Angel City signs ‘competitive winner’ Ally Sentnor to be a cornerstone of its future

Angel City signs ‘competitive winner’ Ally Sentnor to be a cornerstone of its futureU.S. women’s national team forward Ally Sentnor is officially headed to Angel City FC.

Two days after the club dismissed head coach Alex Straus, following a poor first half to the NWSL season, the club’s sporting director Mark Parsons says Sentnor’s transfer is another step in a long-term plan designed to transform the club into a perennial contender.

The 21-year-old joins the team from the Kansas City Current and is the latest major investment in Angel City’s roster rebuild, arriving at a moment when the club is simultaneously searching for stability and trying to accelerate its climb into championship contention. Angel City won only one of its last eight matches before the league’s summer break. The team has made the playoffs just once since 2022.

“This is a massive and very important moment for our club,” Parsons told The Athletic in an exclusive interview. “It’s not just about the goals, the assists and the quality of a footballer. She’s a competitive winner who wants to make the most out of every day.”

Both Sentnor and the team are getting accustomed to change. Angel City is Sentnor’s third team in as many seasons in the NWSL, while Angel City has yet to have a permanent head coach for a full two seasons.

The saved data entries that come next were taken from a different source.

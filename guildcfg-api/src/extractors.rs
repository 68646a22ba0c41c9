//! Request extractors for the acting user and the tenant path segment.

use axum::{
    async_trait,
    extract::{FromRequestParts, Path},
    http::request::Parts,
};
use guildcfg_core::{ActorId, TenantId};

use crate::error::ApiError;

/// Header set by the authentication layer in front of this service.
pub const ACTOR_HEADER: &str = "x-actor-id";

/// The authenticated user performing the request.
#[derive(Debug, Clone)]
pub struct Actor(pub ActorId);

#[async_trait]
impl<S> FromRequestParts<S> for Actor
where
    S: Send + Sync,
{
    type Rejection = ApiError;

    async fn from_request_parts(parts: &mut Parts, _state: &S) -> Result<Self, Self::Rejection> {
        let actor = parts
            .headers
            .get(ACTOR_HEADER)
            .and_then(|v| v.to_str().ok())
            .map(str::trim)
            .filter(|v| !v.is_empty())
            .ok_or_else(|| ApiError::unauthorized("Authentication required"))?;

        let actor = ActorId::new(actor);
        // The sentinel is reserved for writes made by the engine itself.
        if actor.is_system() {
            return Err(ApiError::unauthorized("Reserved actor id"));
        }
        Ok(Actor(actor))
    }
}

/// `:tenant_id` path segment, validated.
#[derive(Debug, Clone)]
pub struct GuildPath(pub TenantId);

#[async_trait]
impl<S> FromRequestParts<S> for GuildPath
where
    S: Send + Sync,
{
    type Rejection = ApiError;

    async fn from_request_parts(parts: &mut Parts, state: &S) -> Result<Self, Self::Rejection> {
        let Path(raw) = Path::<String>::from_request_parts(parts, state)
            .await
            .map_err(|e| ApiError::invalid_input(format!("Invalid path: {}", e)))?;
        let tenant_id = TenantId::parse(raw)?;
        Ok(GuildPath(tenant_id))
    }
}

However, the team isn’t presenting Sentnor as a reactionary move to Straus’ departure. According to Parsons, ACFC’s pursuit of the forward began months ago. While the initial conversations date back to spring, Kansas City Current was unwilling to entertain a move at the time. Discussions resumed several weeks ago, eventually resulting in one of the biggest transfers of the NWSL summer window so far. ACFC sent the Current $850,000 in intraleague transfer funds as part of the trade.

Sentnor’s move to the club comes less than a year after she was involved in another landmark transfer. Kansas City acquired the Massachusetts native from the Utah Royals for a then-record $600,000 guaranteed fee in August 2025, plus add-ons and a future sell-on clause.

The Current viewed her as a long-term piece alongside a young core that included fellow U.S. midfielder Claire Hutton. Both players helped the Current capture the NWSL Shield in 2025 and entered 2026 as one of the club’s key attacking players — and now both have departed the club, with Hutton having left for Bay FC in the off-season.

“Throughout my career, I’ve tried to approach every opportunity with more grit, more grace, and a commitment to doing more good, and I’m excited to bring that mindset to Angel City and the Los Angeles community,” Sentnor said in a statement.

Utah drafted Sentnor No.1 overall in 2024 after a successful stint at the University of North Carolina. Her rookie season showcased her attacking and game-building qualities, which resulted in her earning the 2024 U.S. Soccer Young Female Player of the Year award, attracting interest across the league.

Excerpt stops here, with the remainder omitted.